Acid Mothers Temple and the Melting Paraiso U.F.O.

The most prolific and widely known of the various Acid Mothers Temple collectives, Acid Mothers Temple & the Melting Paraiso U.F.O. is a 5-piece that plays mostly psychedelic, space-rock type music. Their pieces are often improvised, free-form or experimental, while incorporating elements of American psych rock, drone and world music. 
Current touring members (April 2018) of Acid Mothers Temple & the Melting Paraiso U.F.O. '''
 Kawabata Makoto – guitars, vocals, "speed guru" (1995–present)
 Higashi Hiroshi – synthesizer, keyboards, guitars, vocals, "noodle god" (1998–present)
 Jyonson Tsu – vocal, guitar, bouzouki, electronics, "midnight whistler" (2017, 2018–present)
 Satoshima Nani – drums, "another dimension" (2014–present)

Previous members
 Cotton Casino – synthesizer, vocals (1995–2004, 2013)
 Koizumi Hajime – drums (1995–2001, 2002, 2003–2005)
 Suhara Keizo – bass guitar (1995–1998)
 Yasuda Hisashi – bass guitar (1998)
 Ichiraku Yoshimitsu – drums (2001–2002, 2009)
 Audrey Gineset – vocals, bass guitar, piano (2001)
 Magic Aum Gigi – harp (2002)
 Uki Eiji – drums (2002, 2005–2006)
 Okano Futoshi – drums (2002–2003)
 Ono Ryoko – saxophone, flute (2005–2006, 2007)
 Nao – vocals (2005–2006)
 Kitagawa Hao – theremin, vocals (2006–2007)
 Shimura Koji – drums (2006–2014)
 Tsuyama Atsushi – bass guitar, vocals (1998–2015)
 Tabata Mitsuru – guitars, vocals, "hugs & kisses" (2012–2017)
 Wolf (a.k.a. S/T), – bass guitar, "space & time" (2016–2021)

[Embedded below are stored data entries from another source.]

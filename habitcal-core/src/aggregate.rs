//! Folding per-owner mappings into per-day calendar summaries.

use std::sync::Arc;

use chrono::NaiveDate;
use serde::Serialize;
use tracing::{debug, warn};

use crate::cache::MappingCache;
use crate::combine::ViewType;
use crate::date_range::DateRange;
use crate::error::HabitCalResult;
use crate::occurrence::{Mapping, Occurrence};
use crate::store::{EntityKind, ScheduleStore, StoreChanges, StoreSnapshot, TrackedItem};

/// One owner's content on a given day.
#[derive(Debug, Clone, PartialEq, Eq, Serialize)]
pub struct DayItem {
    pub owner_id: String,
    pub kind: EntityKind,
    pub name: String,
    pub occurrence: Occurrence,
}

/// Everything that applies to one calendar day.
#[derive(Debug, Clone, PartialEq, Eq, Serialize)]
pub struct DaySummary {
    pub date: NaiveDate,
    pub habit_count: usize,
    pub task_count: usize,
    pub items: Vec<DayItem>,
    /// Non-empty occurrence descriptions, in item order.
    pub notes: Vec<String>,
}

impl DaySummary {
    fn empty(date: NaiveDate) -> Self {
        DaySummary {
            date,
            habit_count: 0,
            task_count: 0,
            items: Vec::new(),
            notes: Vec::new(),
        }
    }

    pub fn is_empty(&self) -> bool {
        self.items.is_empty()
    }

    fn push(&mut self, item: &TrackedItem, occurrence: &Occurrence) {
        match item.kind {
            EntityKind::Habit => self.habit_count += 1,
            EntityKind::Task => self.task_count += 1,
        }
        if !occurrence.description.is_empty() {
            self.notes.push(occurrence.description.clone());
        }
        self.items.push(DayItem {
            owner_id: item.id.clone(),
            kind: item.kind,
            name: item.name.clone(),
            occurrence: occurrence.clone(),
        });
    }
}

/// Keeps the current item list in step with a store and answers calendar
/// queries through a shared [`MappingCache`].
#[derive(Debug)]
pub struct CalendarAggregator {
    cache: Arc<MappingCache>,
    items: Vec<TrackedItem>,
    snapshot: StoreSnapshot,
}

impl CalendarAggregator {
    pub fn new(cache: Arc<MappingCache>) -> Self {
        CalendarAggregator {
            cache,
            items: Vec::new(),
            snapshot: StoreSnapshot::default(),
        }
    }

    pub fn cache(&self) -> &Arc<MappingCache> {
        &self.cache
    }

    /// Items in display order: habits first, then by name.
    pub fn items(&self) -> &[TrackedItem] {
        &self.items
    }

    pub fn item(&self, id: &str) -> Option<&TrackedItem> {
        self.items.iter().find(|item| item.id == id)
    }

    /// Reload items from `store` and invalidate the owners that changed.
    ///
    /// Items failing validation are left out.
    pub fn refresh(&mut self, store: &dyn ScheduleStore) -> HabitCalResult<StoreChanges> {
        let mut items: Vec<TrackedItem> = store
            .list()?
            .into_iter()
            .filter(|item| match item.validate() {
                Ok(()) => true,
                Err(e) => {
                    warn!(id = %item.id, "Skipping item: {}", e);
                    false
                }
            })
            .collect();
        items.sort_by(|a, b| (a.kind, &a.name, &a.id).cmp(&(b.kind, &b.name, &b.id)));

        let snapshot = StoreSnapshot::capture(&items);
        let changes = self.snapshot.changes(&snapshot);

        for owner in changes.stale_owners() {
            self.cache.invalidate(owner);
        }
        if !changes.is_empty() {
            debug!(
                added = changes.added.len(),
                updated = changes.updated.len(),
                removed = changes.removed.len(),
                "Store changed"
            );
        }

        self.items = items;
        self.snapshot = snapshot;
        Ok(changes)
    }

    /// One owner's occurrences in `range`.
    pub fn occurrences(&self, id: &str, range: DateRange, view: ViewType) -> Option<Mapping> {
        self.item(id).map(|item| self.mapping_for(item, range, view))
    }

    /// One summary per day of `range`, including empty days.
    pub fn summarize(&self, range: DateRange, view: ViewType) -> Vec<DaySummary> {
        let mappings: Vec<(&TrackedItem, Mapping)> = self
            .items
            .iter()
            .map(|item| (item, self.mapping_for(item, range, view)))
            .collect();

        range
            .days()
            .map(|date| {
                let mut summary = DaySummary::empty(date);
                for (item, mapping) in &mappings {
                    if let Some(occurrence) = mapping.get(&date) {
                        summary.push(item, occurrence);
                    }
                }
                summary
            })
            .collect()
    }

    fn mapping_for(&self, item: &TrackedItem, range: DateRange, view: ViewType) -> Mapping {
        self.cache
            .get(&item.id, &item.schedule, &item.start, view, range)
    }
}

Kawabata Makoto and the Mothers of Invasion

sometimes playing under the name "What?"
Current members
 Kawabata Makoto – guitar (2001–present)
 Tabata Mitsuru  – bass guitar (2002–present)
 Mori Kimiho – drums (2002–present)
 Higashi Hiroshi – synthesisers (2002–present)

Former members
 Tsuyama Atsushi – bass guitar (2001–2002)
 Ichiraku Yoshimitsu – drums (2001–2002)

Acid Mothers Temple SWR

(previously known as Acid Mothers Temple mode HHH and Seikazoku)
SWR is an experimental, free-jazz trio composed of Tsuyama, Kawabata, and Japanese experimental rock guru Yoshida Tatsuya of Ruins.
Current members
 Kawabata Makoto – guitar, bouzouki, electronics (2003–present)
 Tsuyama Atsushi – bass guitar, vocals (2003–present)
 Yoshida Tatsuya – drums, percussion, vocals (2003–present)

Acid Mothers Gong

Former members
Kawabata Makoto – guitar (2003–2006)
Daevid Allen – vocals, guitar (2003–2006)
Josh Pollock – guitar, megaphone (2003–2006)
Cotton Casino – synth, voices (2003–2006)
Gilli Smyth – vocals (2003–2006)
Higashi Hiroshi – synthesizer (2003–2006)
Yoshida Tatsuya – drums, vocals (2003–2006)
Tsuyami Atsushi – bass guitar, vocals (2003–2006)

Acid Mothers Afrirampo

Acid Mothers Afrirampo is essentially the core three members of Acid Mothers Temple plus the two members of Afrirampo. Acid Mothers Afrirampo's music is closer to free jazz with experimental elements. There is also a strong focus on the drums.
Current members
 Kawabata Makoto – electric guitar, violin, hurdygurdy, glockenspiel, percussion, electronics, vocals (2004–present)
 Tsuyama Atsushi – vocals, bass guitar, drums, digital guitar, acoustic guitar, soprano recorder, kantele (2004–present)
 Higashi Hiroshi – electronics (2004–present)
 Oni – vocals, electric guitar, digital guitar, soprano recorder, drums (2004–present)
 Pika – vocals, drums, percussion, noise (2004–present)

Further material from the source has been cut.